Other laws also changed childbirth practices for both European and Maori  women.  For example, the Tohunga Suppression Act of 1908 caused traditional Maori birth practices to go underground, and the passing of the Nurses and Midwives Registration Act of 1925 saw birth attendance become unlawful practice unless that person was a doctor, a certified lay midwife, or a registered maternity nurse or midwife (Banks, 2000).  As a consequence of these laws, the traditional birth attendant for women all but vanished.

Pregnancy and birth becomes a disease

Up to the 1920s pregnancy and birth were generally viewed as normal states of health and as such did not entirely fit within the medical domain, which is concerned of course with ill-health or disease. In fact in the 1920s the Minster of Health advised women to have neither doctors nor anesthetics during labour. This was because the presence of doctors was associated with an increased rate of puerperal sepsis (childbed fever) as practices such as vaginal examinations and forceps deliveries were commonplace and contributed to infection. Midwives did not commonly practice these so their rates of puerperal sepsis were significantly lower than that of doctors (Banks, 2000; Donley, 1986; Mein Smith, 1986).

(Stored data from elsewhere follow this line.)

//! Versioned key/value storage keyed by order index
//!
//! Every write is tagged with the order index of the transaction that made
//! it. A read "as of" index `i` returns, for each key, the entry with the
//! greatest order index `<= i`. This gives the ordering layer the serial
//! history it needs without ever rewriting old versions.
//!
//! Two implementations are provided:
//! - [`FjallStore`]: persistent, built on Fjall, one atomic batch per apply
//! - [`MemoryStore`]: in-memory, for tests and ephemeral nodes
//!
//! Besides plain key/value versions, stores keep a root index: the commitment
//! tree anchors recorded at each order index, searchable by anchor.

pub mod config;
pub mod effects;
pub mod encoding;
pub mod error;
pub mod fjall_store;
pub mod memory;
pub mod store;

pub use config::StorageConfig;
pub use effects::Effects;
pub use error::{Error, Result};
pub use fjall_store::FjallStore;
pub use memory::MemoryStore;
pub use store::{RESERVED_PREFIX, VersionedStore, is_reserved};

Childbed fever or puerperal sepsis - an  infection of the uterus which in severe cases results in death – was one of the key causes of maternal deaths.  Rich (1986) notes that the occurrence of childbed fever was “directly related to the increase in obstetric practice by men… With the growth of lying in hospitals in the cities of Europe, the disease, rarely known in earlier times – reached epidemic proportions. In the French province of Lombardy in one year no single women survived childbirth.”  (cited in Banks, 2000, p.64)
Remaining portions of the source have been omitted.